A second Vallejo group has distanced itself from a local man accused of trying to have sex with a 14-year-old girl in San Francisco earlier this month.
Peter Brooks, president of Fresh Air Vallejo, said last week that Bryan Rosenthal wasn’t an active member of the group but “offered his foundation as our fiscal receiver” sometime in 2016.
Rosenthal, 45, was arrested after he allegedly arranged to have sex with the underage girl, but was instead met by police investigators.
He is the founder and president of the Vallejo-based Cann-I-Dream children’s charity.
“As we moved forward in June 2016 all ties were severed,” Brooks said in an email to the Times-Herald last week. “We are currently a not-for-profit organization with a Board of Directors and officers, in which Bryan was never involved.”
However, screen shots from previous versions of Fresh Air Vallejo’s website show Rosenthal’s photo under the “About Us” section, which lists prominent members of the group. They include, Brooks, and Vallejo residents Paula Bauer, Liat Meitzenheimer, and Donald Osborne, among others.
Brooks further clarified Rosenthal’s association with the group.
“When Fresh Air Vallejo was founded in 2015, we were looking for a local nonprofit to help us deposit donations we were receiving from Vallejo citizens,” Brooks wrote in a separate email to the Times-Herald. “Bryan offered his foundation which he led us to believe was a 50.c.3 nonprofit organization with the proper tax status. When we learned that his foundation was not a 501.c.3, we severed that banking relationship with Bryan and opened a new account.”

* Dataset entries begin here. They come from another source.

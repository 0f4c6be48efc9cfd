//! Demo board: a square grid with an exit, food pickups and wandering enemies.
//!
//! The board is shared between the level builder, every enemy it registers
//! and the scripted player. Enemies act as [`runtime::Actor`]s; the builder is
//! the [`runtime::LevelBuilder`].
use std::collections::HashMap;
use std::sync::{Arc, Mutex, PoisonError};
use std::time::Duration;

use rand::rngs::StdRng;
use rand::seq::SliceRandom;
use rand::{Rng, SeedableRng};
use runtime::{Actor, ActorRegistry, CollaboratorError, LevelBuilder};
use tracing::{debug, trace};

use crate::config::BoardConfig;

/// Food restored by a pickup.
pub const FOOD_PICKUP: i32 = 10;
pub const SODA_PICKUP: i32 = 20;
/// Food an enemy takes from the player per hit.
pub const ENEMY_DAMAGE: [i32; 2] = [10, 20];

#[derive(Clone, Copy, Debug, PartialEq, Eq, Hash)]
pub struct Position {
    pub x: i32,
    pub y: i32,
}

impl Position {
    pub const ORIGIN: Self = Self { x: 0, y: 0 };

    pub const fn new(x: i32, y: i32) -> Self {
        Self { x, y }
    }

    pub const fn offset(self, dx: i32, dy: i32) -> Self {
        Self::new(self.x + dx, self.y + dy)
    }
}

/// Result of one enemy move.
#[derive(Clone, Copy, Debug, PartialEq, Eq)]
pub enum EnemyMove {
    Skipped,
    Moved(Position),
    Attacked { damage: i32 },
    Blocked,
}

/// Everything placed on the current level.
#[derive(Clone, Debug)]
pub struct BoardState {
    pub(crate) size: i32,
    pub(crate) player: Position,
    pub(crate) exit: Position,
    pub(crate) enemies: Vec<Position>,
    pub(crate) pickups: HashMap<Position, i32>,
    pub(crate) food: i32,
}

impl BoardState {
    fn new(size: i32, food: i32) -> Self {
        Self {
            size,
            player: Position::ORIGIN,
            exit: Position::new(size - 1, size - 1),
            enemies: Vec::new(),
            pickups: HashMap::new(),
            food,
        }
    }

    pub(crate) fn in_bounds(&self, pos: Position) -> bool {
        (0..self.size).contains(&pos.x) && (0..self.size).contains(&pos.y)
    }

    pub(crate) fn has_enemy(&self, pos: Position) -> bool {
        self.enemies.contains(&pos)
    }

    /// Moves enemy `id` one step toward the player, attacking if adjacent.
    fn advance_enemy(&mut self, id: usize, damage: i32) -> Option<EnemyMove> {
        let pos = *self.enemies.get(id)?;
        let target = self.player;

        let next = if pos.x == target.x {
            pos.offset(0, (target.y - pos.y).signum())
        } else {
            pos.offset((target.x - pos.x).signum(), 0)
        };

        let outcome = if next == self.player {
            self.food -= damage;
            EnemyMove::Attacked { damage }
        } else if !self.in_bounds(next) || next == self.exit || self.has_enemy(next) {
            EnemyMove::Blocked
        } else {
            self.enemies[id] = next;
            EnemyMove::Moved(next)
        };
        Some(outcome)
    }
}

/// Cloneable handle to the shared board.
#[derive(Clone)]
pub struct Board {
    inner: Arc<Mutex<BoardState>>,
}

impl Board {
    pub fn new(size: i32, food: i32) -> Self {
        Self {
            inner: Arc::new(Mutex::new(BoardState::new(size, food))),
        }
    }

    pub(crate) fn with_state<R>(&self, f: impl FnOnce(&mut BoardState) -> R) -> R {
        let mut state = self.inner.lock().unwrap_or_else(PoisonError::into_inner);
        f(&mut state)
    }

    pub fn food(&self) -> i32 {
        self.with_state(|s| s.food)
    }

    pub fn set_food(&self, food: i32) {
        self.with_state(|s| s.food = food);
    }

    pub fn player(&self) -> Position {
        self.with_state(|s| s.player)
    }

    pub fn exit(&self) -> Position {
        self.with_state(|s| s.exit)
    }

    pub fn enemies(&self) -> Vec<Position> {
        self.with_state(|s| s.enemies.clone())
    }

    pub fn snapshot(&self) -> BoardState {
        self.with_state(|s| s.clone())
    }

    /// Clears the level and places a new layout. Food is kept.
    pub fn reset(&self, enemies: Vec<Position>, pickups: HashMap<Position, i32>) {
        self.with_state(|s| {
            s.player = Position::ORIGIN;
            s.exit = Position::new(s.size - 1, s.size - 1);
            s.enemies = enemies;
            s.pickups = pickups;
        });
    }
}

/// Enemy actor that chases the player every other turn.
pub struct Enemy {
    id: usize,
    board: Board,
    damage: i32,
    move_cost: Duration,
    skip_move: bool,
}

impl Enemy {
    pub fn new(id: usize, board: Board, damage: i32, move_cost: Duration) -> Self {
        Self {
            id,
            board,
            damage,
            move_cost,
            skip_move: false,
        }
    }

    /// Performs one turn and reports what happened.
    pub fn step(&mut self) -> Result<EnemyMove, CollaboratorError> {
        if self.skip_move {
            self.skip_move = false;
            return Ok(EnemyMove::Skipped);
        }

        let outcome = self
            .board
            .with_state(|s| s.advance_enemy(self.id, self.damage))
            .ok_or_else(|| format!("enemy #{} is not on the board", self.id))?;
        self.skip_move = true;
        Ok(outcome)
    }
}

impl Actor for Enemy {
    fn move_self(&mut self) -> Result<(), CollaboratorError> {
        let outcome = self.step()?;
        trace!(enemy = self.id, ?outcome, "Enemy turn");
        Ok(())
    }

    fn move_time_cost(&self) -> Duration {
        self.move_cost
    }
}

/// Number of enemies on a level: `floor(log2(level))`, so none on day 1.
pub fn enemy_count(level: u32) -> usize {
    level.checked_ilog2().unwrap_or(0) as usize
}

/// Level builder that lays out pickups and enemies on the inner cells.
pub struct BoardBuilder {
    board: Board,
    config: BoardConfig,
    rng: Mutex<StdRng>,
}

impl BoardBuilder {
    pub fn new(board: Board, config: BoardConfig, seed: Option<u64>) -> Self {
        let rng = match seed {
            Some(seed) => StdRng::seed_from_u64(seed),
            None => StdRng::from_entropy(),
        };
        Self {
            board,
            config,
            rng: Mutex::new(rng),
        }
    }
}

impl LevelBuilder for BoardBuilder {
    fn setup_scene(
        &self,
        level: u32,
        actors: &mut ActorRegistry<'_>,
    ) -> Result<(), CollaboratorError> {
        let mut rng = self.rng.lock().unwrap_or_else(PoisonError::into_inner);

        // Border cells stay clear so the player always has a route to the exit.
        let inner = 1..self.config.size - 1;
        let mut cells: Vec<Position> = inner
            .clone()
            .flat_map(|x| inner.clone().map(move |y| Position::new(x, y)))
            .collect();
        cells.shuffle(&mut *rng);
        let mut cells = cells.into_iter();

        let pickup_count = rng.gen_range(1..=5);
        let pickups: HashMap<Position, i32> = cells
            .by_ref()
            .take(pickup_count)
            .map(|pos| {
                let value = if rng.gen_bool(0.5) {
                    FOOD_PICKUP
                } else {
                    SODA_PICKUP
                };
                (pos, value)
            })
            .collect();

        let enemies: Vec<Position> = cells.take(enemy_count(level)).collect();
        let damages: Vec<i32> = enemies
            .iter()
            .map(|_| ENEMY_DAMAGE[rng.gen_range(0..ENEMY_DAMAGE.len())])
            .collect();

        debug!(
            day = level,
            pickups = pickups.len(),
            enemies = enemies.len(),
            "Board laid out"
        );
        self.board.reset(enemies, pickups);

        for (id, damage) in damages.into_iter().enumerate() {
            actors.register(Enemy::new(
                id,
                self.board.clone(),
                damage,
                self.config.enemy_move_cost,
            ));
        }
        Ok(())
    }
}

#[cfg(test)]
mod tests {
    use super::*;

    fn board_with(enemies: Vec<Position>, player: Position) -> Board {
        let board = Board::new(8, 50);
        board.reset(enemies, HashMap::new());
        board.with_state(|s| s.player = player);
        board
    }

    #[test]
    fn enemy_count_follows_log2_of_level() {
        assert_eq!(enemy_count(0), 0);
        assert_eq!(enemy_count(1), 0);
        assert_eq!(enemy_count(2), 1);
        assert_eq!(enemy_count(3), 1);
        assert_eq!(enemy_count(4), 2);
        assert_eq!(enemy_count(9), 3);
    }

    #[test]
    fn enemy_closes_column_first_then_row() {
        let board = board_with(vec![Position::new(4, 4)], Position::new(1, 4));
        let mut enemy = Enemy::new(0, board.clone(), 10, Duration::ZERO);

        assert_eq!(enemy.step().unwrap(), EnemyMove::Moved(Position::new(3, 4)));

        let board = board_with(vec![Position::new(2, 5)], Position::new(2, 1));
        let mut enemy = Enemy::new(0, board, 10, Duration::ZERO);

        assert_eq!(enemy.step().unwrap(), EnemyMove::Moved(Position::new(2, 4)));
    }

    #[test]
    fn enemy_skips_every_other_turn() {
        let board = board_with(vec![Position::new(5, 5)], Position::ORIGIN);
        let mut enemy = Enemy::new(0, board, 10, Duration::ZERO);

        assert!(matches!(enemy.step().unwrap(), EnemyMove::Moved(_)));
        assert_eq!(enemy.step().unwrap(), EnemyMove::Skipped);
        assert!(matches!(enemy.step().unwrap(), EnemyMove::Moved(_)));
    }

    #[test]
    fn adjacent_enemy_attacks_food() {
        let board = board_with(vec![Position::new(1, 0)], Position::ORIGIN);
        let mut enemy = Enemy::new(0, board.clone(), 20, Duration::ZERO);

        assert_eq!(enemy.step().unwrap(), EnemyMove::Attacked { damage: 20 });
        assert_eq!(board.food(), 30);
        assert_eq!(board.enemies(), vec![Position::new(1, 0)]);
    }

    #[test]
    fn enemies_do_not_stack_or_take_the_exit() {
        let board = board_with(
            vec![Position::new(3, 3), Position::new(2, 3)],
            Position::new(0, 3),
        );
        let mut second = Enemy::new(0, board.clone(), 10, Duration::ZERO);
        assert_eq!(second.step().unwrap(), EnemyMove::Blocked);

        let board = board_with(vec![Position::new(7, 6)], Position::new(7, 7));
        board.with_state(|s| s.exit = Position::new(7, 5));
        let mut enemy = Enemy::new(0, board, 10, Duration::ZERO);
        assert_eq!(enemy.step().unwrap(), EnemyMove::Attacked { damage: 10 });
    }

    #[test]
    fn missing_enemy_is_a_collaborator_failure() {
        let board = board_with(Vec::new(), Position::ORIGIN);
        let mut enemy = Enemy::new(3, board, 10, Duration::ZERO);

        assert!(enemy.move_self().is_err());
    }
}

Fresh Air Vallejo is comprised of local residents opposed to the Vallejo Marine Terminal, Orcem project proposed for development in South Vallejo. The group contends the project will harm the local environment and residents.
“We are saddened by the allegations against Bryan but remain committed to our core beliefs that Vallejo citizens can stop a cement factory on Vallejo’s waterfront and together we’ll continue to fight for environmental justice for the people of south Vallejo,” Brooks wrote in an email to the Times-Herald.
A search of the Internal Revenue Service’s tax-exempt organizations online database revealed that the Cann-I-Dream Foundation had its tax-exempt status revoked in May 2017. According to the website, organizations lose their tax-exempt status if they fail to file tax forums for three consecutive years. The same record search shows the foundation was exempt as a 501(c)(4), which is reserved for social welfare organizations.
Reached for comment last week, Rosenthal declined to say why he never filed tax returns for the foundation. However, much of the funding to the foundation came from the cannabis industry. While regulated in several states, including California, cannabis is still illegal under federal law.